Report back every line below that carries the word "after".

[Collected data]
◇ ◇ ◇
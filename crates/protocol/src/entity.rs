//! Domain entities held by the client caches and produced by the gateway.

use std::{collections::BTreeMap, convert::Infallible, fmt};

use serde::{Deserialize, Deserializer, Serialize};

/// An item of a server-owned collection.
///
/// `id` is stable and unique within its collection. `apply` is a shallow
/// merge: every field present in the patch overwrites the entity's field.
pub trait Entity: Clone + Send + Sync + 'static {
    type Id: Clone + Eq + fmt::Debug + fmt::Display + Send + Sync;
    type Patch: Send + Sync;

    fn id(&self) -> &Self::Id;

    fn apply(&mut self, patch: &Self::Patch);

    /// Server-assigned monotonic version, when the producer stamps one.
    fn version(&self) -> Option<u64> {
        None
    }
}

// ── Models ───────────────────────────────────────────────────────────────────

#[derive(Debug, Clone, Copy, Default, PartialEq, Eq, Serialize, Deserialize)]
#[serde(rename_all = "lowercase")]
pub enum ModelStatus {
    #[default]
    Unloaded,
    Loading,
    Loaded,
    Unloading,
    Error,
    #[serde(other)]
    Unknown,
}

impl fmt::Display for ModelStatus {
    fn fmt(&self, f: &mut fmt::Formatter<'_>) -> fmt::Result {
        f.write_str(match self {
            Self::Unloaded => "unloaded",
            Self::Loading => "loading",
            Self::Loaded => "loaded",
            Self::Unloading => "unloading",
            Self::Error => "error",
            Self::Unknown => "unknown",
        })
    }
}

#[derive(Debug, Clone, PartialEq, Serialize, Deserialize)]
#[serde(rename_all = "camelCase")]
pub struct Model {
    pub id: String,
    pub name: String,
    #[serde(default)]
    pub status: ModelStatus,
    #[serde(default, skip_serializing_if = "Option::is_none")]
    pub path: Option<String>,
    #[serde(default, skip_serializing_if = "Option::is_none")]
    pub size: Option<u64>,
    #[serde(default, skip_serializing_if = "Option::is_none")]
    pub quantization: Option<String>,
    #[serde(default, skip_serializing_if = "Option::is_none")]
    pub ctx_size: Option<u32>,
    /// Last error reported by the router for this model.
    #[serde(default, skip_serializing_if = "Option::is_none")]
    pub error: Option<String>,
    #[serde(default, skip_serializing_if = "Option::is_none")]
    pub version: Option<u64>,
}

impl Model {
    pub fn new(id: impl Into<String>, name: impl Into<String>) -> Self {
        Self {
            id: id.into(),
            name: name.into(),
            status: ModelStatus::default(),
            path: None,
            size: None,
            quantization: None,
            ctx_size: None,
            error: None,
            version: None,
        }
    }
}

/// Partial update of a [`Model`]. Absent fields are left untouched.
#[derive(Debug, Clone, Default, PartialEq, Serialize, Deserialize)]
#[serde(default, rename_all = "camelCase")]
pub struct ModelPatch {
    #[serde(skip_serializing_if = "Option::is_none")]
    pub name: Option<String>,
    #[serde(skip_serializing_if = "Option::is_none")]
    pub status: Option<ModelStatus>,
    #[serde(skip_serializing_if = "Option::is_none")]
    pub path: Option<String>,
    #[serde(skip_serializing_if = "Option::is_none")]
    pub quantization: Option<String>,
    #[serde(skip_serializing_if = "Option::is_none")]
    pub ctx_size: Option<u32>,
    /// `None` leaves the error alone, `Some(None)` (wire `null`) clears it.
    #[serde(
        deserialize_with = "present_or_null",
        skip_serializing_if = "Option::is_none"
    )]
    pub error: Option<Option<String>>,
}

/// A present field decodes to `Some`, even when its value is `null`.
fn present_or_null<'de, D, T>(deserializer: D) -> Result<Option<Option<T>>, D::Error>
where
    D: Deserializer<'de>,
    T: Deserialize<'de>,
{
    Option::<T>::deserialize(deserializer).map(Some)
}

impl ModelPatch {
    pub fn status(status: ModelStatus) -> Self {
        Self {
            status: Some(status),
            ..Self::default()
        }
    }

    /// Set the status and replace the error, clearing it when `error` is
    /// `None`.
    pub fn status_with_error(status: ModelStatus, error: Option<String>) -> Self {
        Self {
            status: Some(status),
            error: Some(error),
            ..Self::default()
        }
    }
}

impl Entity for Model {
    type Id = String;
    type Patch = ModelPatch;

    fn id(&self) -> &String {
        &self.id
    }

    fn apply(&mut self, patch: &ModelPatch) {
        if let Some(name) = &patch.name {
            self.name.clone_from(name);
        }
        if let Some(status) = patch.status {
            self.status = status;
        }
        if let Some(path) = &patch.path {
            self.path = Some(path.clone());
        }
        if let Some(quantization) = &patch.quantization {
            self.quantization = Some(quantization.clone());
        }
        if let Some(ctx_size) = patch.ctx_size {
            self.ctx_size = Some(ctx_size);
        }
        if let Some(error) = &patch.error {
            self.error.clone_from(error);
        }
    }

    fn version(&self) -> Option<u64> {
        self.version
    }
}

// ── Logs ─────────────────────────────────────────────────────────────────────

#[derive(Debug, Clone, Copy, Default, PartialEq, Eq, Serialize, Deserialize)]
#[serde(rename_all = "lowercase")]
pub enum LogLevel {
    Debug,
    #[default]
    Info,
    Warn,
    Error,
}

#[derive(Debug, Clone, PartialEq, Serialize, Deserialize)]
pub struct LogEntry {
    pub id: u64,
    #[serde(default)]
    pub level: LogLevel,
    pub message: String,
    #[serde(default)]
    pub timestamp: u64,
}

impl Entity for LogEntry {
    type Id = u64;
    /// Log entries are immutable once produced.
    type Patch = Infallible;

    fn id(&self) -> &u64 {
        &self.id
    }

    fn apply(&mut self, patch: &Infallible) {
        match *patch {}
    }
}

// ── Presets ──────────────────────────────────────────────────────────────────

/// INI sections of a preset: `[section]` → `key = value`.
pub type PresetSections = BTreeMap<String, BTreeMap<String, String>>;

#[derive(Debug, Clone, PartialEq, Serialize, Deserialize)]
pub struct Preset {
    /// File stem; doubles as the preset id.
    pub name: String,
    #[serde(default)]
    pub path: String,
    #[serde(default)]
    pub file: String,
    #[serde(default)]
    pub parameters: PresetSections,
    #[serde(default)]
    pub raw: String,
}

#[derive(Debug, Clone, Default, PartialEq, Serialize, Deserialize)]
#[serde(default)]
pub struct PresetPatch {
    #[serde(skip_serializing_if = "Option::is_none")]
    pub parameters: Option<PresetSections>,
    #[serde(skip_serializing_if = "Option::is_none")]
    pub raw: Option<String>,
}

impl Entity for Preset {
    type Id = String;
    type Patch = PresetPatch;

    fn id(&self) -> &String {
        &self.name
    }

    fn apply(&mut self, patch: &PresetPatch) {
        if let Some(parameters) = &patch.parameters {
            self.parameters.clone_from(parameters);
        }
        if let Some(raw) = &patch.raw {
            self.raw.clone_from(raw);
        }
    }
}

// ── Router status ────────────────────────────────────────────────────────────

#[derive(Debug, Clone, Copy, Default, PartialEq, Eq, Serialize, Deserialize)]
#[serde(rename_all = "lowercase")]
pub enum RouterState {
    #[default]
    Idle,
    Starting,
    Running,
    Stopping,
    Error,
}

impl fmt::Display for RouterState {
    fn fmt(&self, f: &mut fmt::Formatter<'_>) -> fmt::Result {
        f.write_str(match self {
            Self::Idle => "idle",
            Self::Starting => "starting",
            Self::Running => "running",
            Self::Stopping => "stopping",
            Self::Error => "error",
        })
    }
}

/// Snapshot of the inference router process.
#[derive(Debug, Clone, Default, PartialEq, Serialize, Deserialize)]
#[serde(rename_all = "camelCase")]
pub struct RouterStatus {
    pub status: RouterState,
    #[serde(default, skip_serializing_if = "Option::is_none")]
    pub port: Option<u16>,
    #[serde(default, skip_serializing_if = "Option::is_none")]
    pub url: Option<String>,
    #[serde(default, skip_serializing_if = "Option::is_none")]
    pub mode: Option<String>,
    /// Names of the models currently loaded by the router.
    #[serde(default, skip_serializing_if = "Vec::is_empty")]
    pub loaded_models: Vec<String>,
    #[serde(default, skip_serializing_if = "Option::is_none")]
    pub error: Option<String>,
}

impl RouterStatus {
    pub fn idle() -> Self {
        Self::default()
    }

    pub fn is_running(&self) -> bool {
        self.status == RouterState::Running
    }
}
◇ ◇ ◇
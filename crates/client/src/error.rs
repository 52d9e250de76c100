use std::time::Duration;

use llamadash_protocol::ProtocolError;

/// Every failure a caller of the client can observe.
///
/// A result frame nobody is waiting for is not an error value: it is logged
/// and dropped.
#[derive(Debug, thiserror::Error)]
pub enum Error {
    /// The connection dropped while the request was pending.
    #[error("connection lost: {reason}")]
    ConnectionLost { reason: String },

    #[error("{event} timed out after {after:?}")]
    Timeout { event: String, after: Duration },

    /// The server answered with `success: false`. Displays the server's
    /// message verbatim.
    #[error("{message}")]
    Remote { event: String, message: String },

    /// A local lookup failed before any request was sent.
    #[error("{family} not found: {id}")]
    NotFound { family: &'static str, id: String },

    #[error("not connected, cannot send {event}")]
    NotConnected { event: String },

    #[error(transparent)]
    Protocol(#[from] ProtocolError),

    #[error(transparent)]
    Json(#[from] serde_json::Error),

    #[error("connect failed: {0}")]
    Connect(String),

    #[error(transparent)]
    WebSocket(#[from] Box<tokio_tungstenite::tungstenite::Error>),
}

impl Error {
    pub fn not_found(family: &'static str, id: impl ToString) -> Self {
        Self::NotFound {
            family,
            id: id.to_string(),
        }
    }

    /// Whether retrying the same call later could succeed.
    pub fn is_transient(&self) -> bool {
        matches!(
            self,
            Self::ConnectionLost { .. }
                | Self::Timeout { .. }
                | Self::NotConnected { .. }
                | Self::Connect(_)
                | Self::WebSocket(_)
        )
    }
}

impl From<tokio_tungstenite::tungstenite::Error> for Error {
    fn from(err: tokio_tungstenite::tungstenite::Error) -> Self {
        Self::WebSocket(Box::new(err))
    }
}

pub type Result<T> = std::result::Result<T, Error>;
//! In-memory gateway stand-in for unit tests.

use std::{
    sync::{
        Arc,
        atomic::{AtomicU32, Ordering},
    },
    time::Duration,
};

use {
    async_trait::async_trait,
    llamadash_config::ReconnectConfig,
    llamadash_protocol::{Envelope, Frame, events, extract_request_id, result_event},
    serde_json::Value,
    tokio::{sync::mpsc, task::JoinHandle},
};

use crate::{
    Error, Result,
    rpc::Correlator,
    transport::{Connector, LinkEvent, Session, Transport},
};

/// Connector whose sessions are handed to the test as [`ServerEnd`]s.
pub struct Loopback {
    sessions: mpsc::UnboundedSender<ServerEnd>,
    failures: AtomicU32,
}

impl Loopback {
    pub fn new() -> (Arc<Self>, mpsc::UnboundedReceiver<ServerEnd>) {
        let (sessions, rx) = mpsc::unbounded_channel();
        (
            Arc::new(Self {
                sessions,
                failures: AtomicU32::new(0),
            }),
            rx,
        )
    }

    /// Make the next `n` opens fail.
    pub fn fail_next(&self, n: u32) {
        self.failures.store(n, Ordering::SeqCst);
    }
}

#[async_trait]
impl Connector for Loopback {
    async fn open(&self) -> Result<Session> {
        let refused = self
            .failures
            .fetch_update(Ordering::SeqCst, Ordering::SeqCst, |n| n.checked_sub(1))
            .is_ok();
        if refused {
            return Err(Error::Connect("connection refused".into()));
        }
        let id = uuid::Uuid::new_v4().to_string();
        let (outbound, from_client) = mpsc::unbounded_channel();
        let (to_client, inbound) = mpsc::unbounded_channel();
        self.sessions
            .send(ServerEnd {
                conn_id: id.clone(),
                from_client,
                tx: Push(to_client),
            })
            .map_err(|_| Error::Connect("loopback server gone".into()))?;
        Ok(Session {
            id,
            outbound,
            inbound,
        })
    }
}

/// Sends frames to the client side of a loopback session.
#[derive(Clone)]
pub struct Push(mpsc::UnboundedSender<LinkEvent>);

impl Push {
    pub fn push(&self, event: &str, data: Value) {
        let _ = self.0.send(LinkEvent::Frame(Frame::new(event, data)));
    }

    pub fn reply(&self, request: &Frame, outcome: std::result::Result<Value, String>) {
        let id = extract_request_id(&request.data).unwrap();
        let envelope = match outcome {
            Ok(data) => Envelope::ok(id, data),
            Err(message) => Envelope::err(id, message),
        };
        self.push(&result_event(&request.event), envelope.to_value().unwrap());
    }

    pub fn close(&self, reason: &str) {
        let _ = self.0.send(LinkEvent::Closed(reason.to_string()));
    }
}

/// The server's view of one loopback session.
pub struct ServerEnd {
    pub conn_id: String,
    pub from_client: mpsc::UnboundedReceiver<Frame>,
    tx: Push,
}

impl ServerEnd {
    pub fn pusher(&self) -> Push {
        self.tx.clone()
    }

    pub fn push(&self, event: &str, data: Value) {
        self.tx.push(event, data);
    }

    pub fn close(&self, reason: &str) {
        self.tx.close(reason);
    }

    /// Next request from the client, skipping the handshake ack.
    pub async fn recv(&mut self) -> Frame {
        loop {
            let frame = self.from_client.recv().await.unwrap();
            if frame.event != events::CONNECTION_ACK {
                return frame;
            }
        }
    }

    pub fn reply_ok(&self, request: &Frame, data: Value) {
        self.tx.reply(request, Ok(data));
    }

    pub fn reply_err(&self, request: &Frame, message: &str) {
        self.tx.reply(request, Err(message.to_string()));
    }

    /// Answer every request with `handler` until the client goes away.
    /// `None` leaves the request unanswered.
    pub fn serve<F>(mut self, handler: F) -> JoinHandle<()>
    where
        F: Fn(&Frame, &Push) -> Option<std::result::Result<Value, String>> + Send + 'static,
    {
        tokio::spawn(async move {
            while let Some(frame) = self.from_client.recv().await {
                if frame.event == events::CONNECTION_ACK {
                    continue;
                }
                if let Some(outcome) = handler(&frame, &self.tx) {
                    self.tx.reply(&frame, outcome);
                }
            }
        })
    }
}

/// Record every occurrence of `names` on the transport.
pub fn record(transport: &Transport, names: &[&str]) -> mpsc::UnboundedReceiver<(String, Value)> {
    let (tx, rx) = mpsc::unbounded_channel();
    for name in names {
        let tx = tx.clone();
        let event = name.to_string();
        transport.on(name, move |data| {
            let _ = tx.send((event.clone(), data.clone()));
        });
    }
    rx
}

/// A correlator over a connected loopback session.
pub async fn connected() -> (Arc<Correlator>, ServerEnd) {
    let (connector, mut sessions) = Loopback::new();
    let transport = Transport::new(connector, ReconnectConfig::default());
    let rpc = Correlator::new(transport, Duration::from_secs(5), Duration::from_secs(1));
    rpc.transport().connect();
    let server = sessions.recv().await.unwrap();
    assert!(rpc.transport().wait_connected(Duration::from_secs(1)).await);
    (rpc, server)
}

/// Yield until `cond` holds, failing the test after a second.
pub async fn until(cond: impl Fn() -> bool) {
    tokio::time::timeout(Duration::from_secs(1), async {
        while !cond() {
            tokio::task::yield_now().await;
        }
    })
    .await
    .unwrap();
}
◇ ◇ ◇
▶ Task output:
    #[error("{event} timed out after {after:?}")]
    Timeout { event: String, after: Duration },
/// Yield until `cond` holds, failing the test after a second.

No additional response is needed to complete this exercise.